That is, the problem is to determine both α and κ to minimize a weighted sum of road construction cost \({J_{R}^{h}}\) and transportation cost \({J_{T}^{h}}\). In the numerical experiments, the method of moving asymptotes (MMA) (Svanberg 1987) solves problem (34). The required gradients are computed by using the expressions provided in the Appendix and the chain rule to take the filtering into account.

4 Numerical experiments

We consider three test cases denoted TC1, TC2, and TC3, respectively. These test cases are depicted in Fig. 2 and described below. In all test cases, Ω is selected to be the unit square whose lower left and upper right corner are located at (0,0) and (1,1), respectively. That is \({\Omega }=\{\boldsymbol {x}\in \mathbb {R}^{2} \mid 0\le x_{1} \le 1, 0\le x_{2} \le 1\}\). The boundary portion Γ_D ⊂ ∂Ω on which we stipulate that \({\Phi }|_{{\Omega }_{D}}\equiv 0\) is selected to be a small portion of ∂Ω around (0, 0).

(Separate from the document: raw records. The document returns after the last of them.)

//! Google Gemini integration via `generateContent`.

use anyhow::{Context, Result};
use async_trait::async_trait;
use reqwest::Client;
use secrecy::{ExposeSecret, SecretString};
use serde::{Deserialize, Serialize};
use tracing::{debug, warn};

use super::{call_cost, Completion, TextGenerator, UsageMeter, DEFAULT_MAX_TOKENS, REQUEST_TIMEOUT_SECS};

const GEMINI_API_BASE: &str = "https://generativelanguage.googleapis.com/v1beta/models";

#[derive(Debug, Serialize)]
#[serde(rename_all = "camelCase")]
struct GenerateRequest<'a> {
    system_instruction: Content<'a>,
    contents: Vec<Content<'a>>,
    generation_config: GenerationConfig,
}

#[derive(Debug, Serialize)]
struct Content<'a> {
    #[serde(skip_serializing_if = "Option::is_none")]
    role: Option<&'a str>,
    parts: Vec<Part<'a>>,
}

#[derive(Debug, Serialize)]
struct Part<'a> {
    text: &'a str,
}

#[derive(Debug, Serialize)]
#[serde(rename_all = "camelCase")]
struct GenerationConfig {
    max_output_tokens: u32,
}

#[derive(Debug, Deserialize)]
#[serde(rename_all = "camelCase")]
struct GenerateResponse {
    #[serde(default)]
    candidates: Vec<Candidate>,
    #[serde(default)]
    usage_metadata: Option<UsageMetadata>,
}

#[derive(Debug, Deserialize)]
struct Candidate {
    #[serde(default)]
    content: Option<CandidateContent>,
}

#[derive(Debug, Deserialize)]
struct CandidateContent {
    #[serde(default)]
    parts: Vec<CandidatePart>,
}

#[derive(Debug, Deserialize)]
struct CandidatePart {
    #[serde(default)]
    text: Option<String>,
}

#[derive(Debug, Deserialize)]
#[serde(rename_all = "camelCase")]
struct UsageMetadata {
    #[serde(default)]
    prompt_token_count: u32,
    #[serde(default)]
    candidates_token_count: u32,
}

impl GenerateResponse {
    fn text(&self) -> String {
        self.candidates
            .first()
            .and_then(|c| c.content.as_ref())
            .map(|c| c.parts.iter().filter_map(|p| p.text.as_deref()).collect::<Vec<_>>().join(""))
            .unwrap_or_default()
    }
}

pub struct GeminiClient {
    http: Client,
    api_key: SecretString,
    model: String,
    max_tokens: u32,
    usage: UsageMeter,
}

impl GeminiClient {
    pub fn new(api_key: SecretString, model: &str, max_tokens: Option<u32>) -> Result<Self> {
        let http = Client::builder()
            .timeout(std::time::Duration::from_secs(REQUEST_TIMEOUT_SECS))
            .user_agent(concat!("market-oracle/", env!("CARGO_PKG_VERSION")))
            .build()
            .context("Failed to build Gemini HTTP client")?;

        Ok(Self {
            http,
            api_key,
            model: model.to_string(),
            max_tokens: max_tokens.unwrap_or(DEFAULT_MAX_TOKENS),
            usage: UsageMeter::default(),
        })
    }

    fn endpoint(&self) -> String {
        format!("{GEMINI_API_BASE}/{}:generateContent", urlencoding::encode(&self.model))
    }
}

#[async_trait]
impl TextGenerator for GeminiClient {
    async fn generate(&self, system: &str, prompt: &str) -> Result<Completion> {
        let request = GenerateRequest {
            system_instruction: Content { role: None, parts: vec![Part { text: system }] },
            contents: vec![Content { role: Some("user"), parts: vec![Part { text: prompt }] }],
            generation_config: GenerationConfig { max_output_tokens: self.max_tokens },
        };

        debug!(model = %self.model, "Gemini generateContent request");

        let response = self
            .http
            .post(self.endpoint())
            .header("x-goog-api-key", self.api_key.expose_secret())
            .json(&request)
            .send()
            .await
            .context("Gemini request failed")?;

        let status = response.status();
        if !status.is_success() {
            let error_text = response.text().await.unwrap_or_default();
            warn!(status = %status, "Gemini API error");
            anyhow::bail!("Gemini API error {status}: {error_text}");
        }

        let body: GenerateResponse = response.json().await.context("Failed to parse Gemini response")?;

        let (input, output) = body
            .usage_metadata
            .as_ref()
            .map(|u| (u.prompt_token_count, u.candidates_token_count))
            .unwrap_or((0, 0));
        let cost = call_cost(&self.model, input, output);
        self.usage.record(cost);

        Ok(Completion {
            text: body.text(),
            tokens: input + output,
            cost,
        })
    }

    fn provider(&self) -> &str {
        "gemini"
    }

    fn model_name(&self) -> &str {
        &self.model
    }

    fn usage(&self) -> &UsageMeter {
        &self.usage
    }
}

#[cfg(test)]
mod tests {
    use super::*;

    #[test]
    fn test_endpoint() {
        let client = GeminiClient::new(SecretString::new("k".into()), "gemini-1.5-pro", None).unwrap();
        assert_eq!(
            client.endpoint(),
            "https://generativelanguage.googleapis.com/v1beta/models/gemini-1.5-pro:generateContent"
        );
    }

    #[test]
    fn test_request_is_camel_case() {
        let request = GenerateRequest {
            system_instruction: Content { role: None, parts: vec![Part { text: "sys" }] },
            contents: vec![Content { role: Some("user"), parts: vec![Part { text: "hi" }] }],
            generation_config: GenerationConfig { max_output_tokens: 64 },
        };
        let json = serde_json::to_value(&request).unwrap();
        assert_eq!(json["systemInstruction"]["parts"][0]["text"], "sys");
        assert!(json["systemInstruction"].get("role").is_none());
        assert_eq!(json["generationConfig"]["maxOutputTokens"], 64);
    }

    #[test]
    fn test_response_text() {
        let body: GenerateResponse = serde_json::from_str(
            r#"{"candidates":[{"content":{"parts":[{"text":"a"},{"text":"b"}],"role":"model"}}],
                "usageMetadata":{"promptTokenCount":7,"candidatesTokenCount":2,"totalTokenCount":9}}"#,
        )
        .unwrap();
        assert_eq!(body.text(), "ab");
        assert_eq!(body.usage_metadata.unwrap().prompt_token_count, 7);

        let blocked: GenerateResponse = serde_json::from_str(r#"{"candidates":[]}"#).unwrap();
        assert_eq!(blocked.text(), "");
    }
}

• In TC1, there are three separate supply positions, located at (3/4,1/4), (3/4,2/4), and (3/4,3/4) and a single demand position located at (1/4,1/2). The supply and demand are distributed over a radius of 1/32 centered at the positions above.

• In TC2, the demand is the same as in TC1, but the supply is uniformly distributed over a rectangular region whose lower left and upper right corners are located at (1/2,1/8) and (7/8,7/8), respectively.

• In TC3, the supply is uniformly distributed over a rectangular region whose lower left and upper right corners are located at (3/4,1/2) and (7/8,7/8), respectively, and the demand uniformly distributed over a rectangular region whose lower left and upper right corners are located at (1/8,1/8) and (1/2,1/4).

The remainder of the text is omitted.